[Dataset records Boundary: Start]

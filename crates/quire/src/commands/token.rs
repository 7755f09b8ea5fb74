//! `quire token` command implementation.

use std::path::PathBuf;

use chrono::{DateTime, SecondsFormat};
use clap::{Args, Subcommand};
use quire_config::Config;
use quire_token::{DEFAULT_TTL_HOURS, IssuedToken};

use crate::error::CliError;
use crate::output::Output;

/// Token issuing commands.
#[derive(Subcommand)]
pub(crate) enum TokenCommand {
    /// Issue an admin token, valid for every documentation.
    Admin(TokenArgs),
    /// Issue a visitor token for one documentation.
    Visitor {
        /// Documentation ID.
        #[arg(long)]
        doc: u32,

        #[command(flatten)]
        args: TokenArgs,
    },
}

/// Options shared by all token kinds.
#[derive(Args)]
pub(crate) struct TokenArgs {
    /// Path to configuration file (default: auto-discover quire.toml).
    #[arg(short, long)]
    config: Option<PathBuf>,

    /// Token lifetime in hours.
    #[arg(long, default_value_t = DEFAULT_TTL_HOURS)]
    ttl_hours: u64,
}

impl TokenCommand {
    /// Execute the token command.
    ///
    /// # Errors
    ///
    /// Returns an error if configuration fails, the documentation is unknown,
    /// or signing fails.
    pub(crate) fn execute(self) -> Result<(), CliError> {
        let issued = match self {
            Self::Admin(args) => {
                let config = Config::load(args.config.as_deref(), None)?;
                quire_token::issue_admin_token(config.global_secret(), args.ttl_hours)?
            }
            Self::Visitor { doc, args } => {
                let config = Config::load(args.config.as_deref(), None)?;
                let secret = doc_secret(&config, doc)?;
                quire_token::issue_visitor_token(secret, args.ttl_hours)?
            }
        };

        print_token(&issued);
        Ok(())
    }
}

/// Find the visitor secret of documentation `id`.
fn doc_secret(config: &Config, id: u32) -> Result<&str, CliError> {
    let doc = config
        .documentations_resolved
        .iter()
        .find(|doc| doc.id == id)
        .ok_or_else(|| CliError::Validation(format!("Documentation {id} is not configured")))?;
    if doc.token_secret.is_empty() {
        return Err(CliError::Validation(format!(
            "Documentation {id} has no token_secret"
        )));
    }
    Ok(&doc.token_secret)
}

fn print_token(issued: &IssuedToken) {
    let output = Output::new();
    output.value(&issued.token);

    let expires = i64::try_from(issued.expires_at)
        .ok()
        .and_then(|secs| DateTime::from_timestamp(secs, 0))
        .map(|at| at.to_rfc3339_opts(SecondsFormat::Secs, true));
    match expires {
        Some(at) => output.info(&format!("Expires at {at}")),
        None => output.info(&format!("Expires at unix time {}", issued.expires_at)),
    }
}
//! Documentation metadata and service interfaces for Quire.
//!
//! The relational store behind documentation CRUD is external. This crate
//! defines the narrow contract the serving pipeline and the site builder
//! consume:
//!
//! - [`DocumentationMetadata`]: the per-documentation fields the pipeline reads
//! - [`DocService`]: URL resolution and build/delete job bookkeeping
//! - [`AuthService`]: source of the process-wide signing secret
//! - [`MemoryDocService`]: in-memory [`DocService`] seeded from configuration
//!
//! # Example
//!
//! ```
//! use std::path::PathBuf;
//! use quire_docs::{DocService, DocumentationMetadata, MemoryDocService};
//!
//! let docs = MemoryDocService::new().with_documentation(DocumentationMetadata {
//!     id: 42,
//!     base_url: "/docs/v1".to_owned(),
//!     build_path: PathBuf::from("data/docs-v1"),
//!     require_auth: true,
//!     token_secret: "S".to_owned(),
//! });
//!
//! let found = docs.resolve_by_url("/docs/v1/guide.html").unwrap();
//! assert_eq!(found.map(|d| d.id), Some(42));
//! ```

mod auth;
mod memory;
mod metadata;

pub use auth::AuthService;
pub use memory::MemoryDocService;
pub use metadata::DocumentationMetadata;

/// Documentation store errors.
#[derive(Debug, thiserror::Error)]
pub enum DocServiceError {
    /// No documentation with this ID.
    #[error("Documentation {0} not found")]
    NotFound(u32),

    /// The backing store could not answer.
    #[error("Documentation store unavailable: {0}")]
    Unavailable(String),
}

/// Access to documentation metadata and job state.
///
/// Implementations own the metadata; callers re-read it on every request and
/// never cache it, since fields such as `require_auth` change at any time.
pub trait DocService: Send + Sync {
    /// Find the documentation whose base URL owns `path`.
    ///
    /// Returns `Ok(None)` for paths outside every live documentation.
    /// Documentation marked for deletion is not resolved.
    fn resolve_by_url(&self, path: &str) -> Result<Option<DocumentationMetadata>, DocServiceError>;

    /// Look up a live documentation by ID.
    fn get(&self, id: u32) -> Result<Option<DocumentationMetadata>, DocServiceError>;

    /// All live documentation.
    fn list(&self) -> Result<Vec<DocumentationMetadata>, DocServiceError>;

    /// Documentation marked for deletion whose cleanup has not run yet.
    fn pending_deletions(&self) -> Result<Vec<DocumentationMetadata>, DocServiceError>;

    /// Record that a deletion's cache and disk cleanup finished.
    fn complete_deletion(&self, id: u32) -> Result<(), DocServiceError>;

    /// Live documentation whose source changed since its last build.
    fn pending_builds(&self) -> Result<Vec<DocumentationMetadata>, DocServiceError>;

    /// Record that a build finished and its output is cached.
    fn complete_build(&self, id: u32) -> Result<(), DocServiceError>;
}
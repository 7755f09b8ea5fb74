//! Application state.
//!
//! Shared state for all request handlers.

use std::path::PathBuf;
use std::sync::Arc;

use quire_build::LastTick;
use quire_cache::ContentCache;
use quire_config::CookieConfig;
use quire_docs::{AuthService, DocService};

use crate::access::AccessResolver;

/// Application state shared across all handlers.
pub(crate) struct AppState {
    /// Documentation registry, consulted on every request.
    pub(crate) docs: Arc<dyn DocService>,
    /// Source of the global secret.
    pub(crate) auth: AuthService,
    /// Built site content.
    pub(crate) cache: Arc<ContentCache>,
    /// Credential cascade.
    pub(crate) access: AccessResolver,
    /// Attributes for issued token cookies.
    pub(crate) cookies: CookieConfig,
    /// Completion time of the last build tick.
    pub(crate) last_tick: LastTick,
    /// Admin SPA directory.
    pub(crate) admin_dir: PathBuf,
}
//! Error types for the HTTP server.

use axum::http::StatusCode;
use axum::response::{IntoResponse, Response};
use quire_docs::DocServiceError;
use serde_json::json;

/// Server error type.
#[derive(Debug, thiserror::Error)]
pub(crate) enum ServerError {
    /// The caller holds no valid credential for a protected documentation.
    #[error("Unauthorized")]
    Unauthorized,

    /// Documentation metadata could not be read.
    #[error("Metadata lookup failed: {0}")]
    MetadataLookup(#[from] DocServiceError),

    /// No documentation with this ID.
    #[error("Documentation {0} not found")]
    DocumentationNotFound(u32),

    /// Malformed request parameter.
    #[error("{0}")]
    BadRequest(String),

    /// Token signature verified, but the token is past its expiry.
    #[error("expired JWT token")]
    TokenExpired,

    /// Token failed verification.
    #[error("invalid JWT token")]
    TokenInvalid,
}

impl IntoResponse for ServerError {
    fn into_response(self) -> Response {
        let (status, body) = match &self {
            Self::Unauthorized => (
                StatusCode::UNAUTHORIZED,
                json!({"error": "user_unauthorized_route"}),
            ),
            Self::MetadataLookup(e) => (
                StatusCode::INTERNAL_SERVER_ERROR,
                json!({"status": "error", "message": e.to_string()}),
            ),
            Self::DocumentationNotFound(_) => (
                StatusCode::NOT_FOUND,
                json!({"status": "error", "message": "documentation not found"}),
            ),
            Self::BadRequest(message) => (
                StatusCode::BAD_REQUEST,
                json!({"status": "error", "message": message}),
            ),
            Self::TokenExpired | Self::TokenInvalid => (
                StatusCode::UNAUTHORIZED,
                json!({"status": "error", "message": self.to_string()}),
            ),
        };

        (status, axum::Json(body)).into_response()
    }
}

#[cfg(test)]
mod tests {
    use super::*;

    #[test]
    fn test_status_codes() {
        assert_eq!(
            ServerError::Unauthorized.into_response().status(),
            StatusCode::UNAUTHORIZED
        );
        assert_eq!(
            ServerError::MetadataLookup(DocServiceError::Unavailable("db".to_owned()))
                .into_response()
                .status(),
            StatusCode::INTERNAL_SERVER_ERROR
        );
        assert_eq!(
            ServerError::DocumentationNotFound(3).into_response().status(),
            StatusCode::NOT_FOUND
        );
        assert_eq!(
            ServerError::BadRequest("x".to_owned()).into_response().status(),
            StatusCode::BAD_REQUEST
        );
        assert_eq!(
            ServerError::TokenExpired.into_response().status(),
            StatusCode::UNAUTHORIZED
        );
    }
}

[Dataset records Boundary: End]

> _The problem_
Your answer must be the lines above, unchanged, from the first one through the line that holds "for every documentation.", inclusive, and no others.

> _Response below_
filename crates/quire/src/commands/token.rs
repository 7755f09b8ea5fb74
//! `quire token` command implementation.

use std::path::PathBuf;

use chrono::{DateTime, SecondsFormat};
use clap::{Args, Subcommand};
use quire_config::Config;
use quire_token::{DEFAULT_TTL_HOURS, IssuedToken};

use crate::error::CliError;
use crate::output::Output;

/// Token issuing commands.
#[derive(Subcommand)]
pub(crate) enum TokenCommand {
    /// Issue an admin token, valid for every documentation.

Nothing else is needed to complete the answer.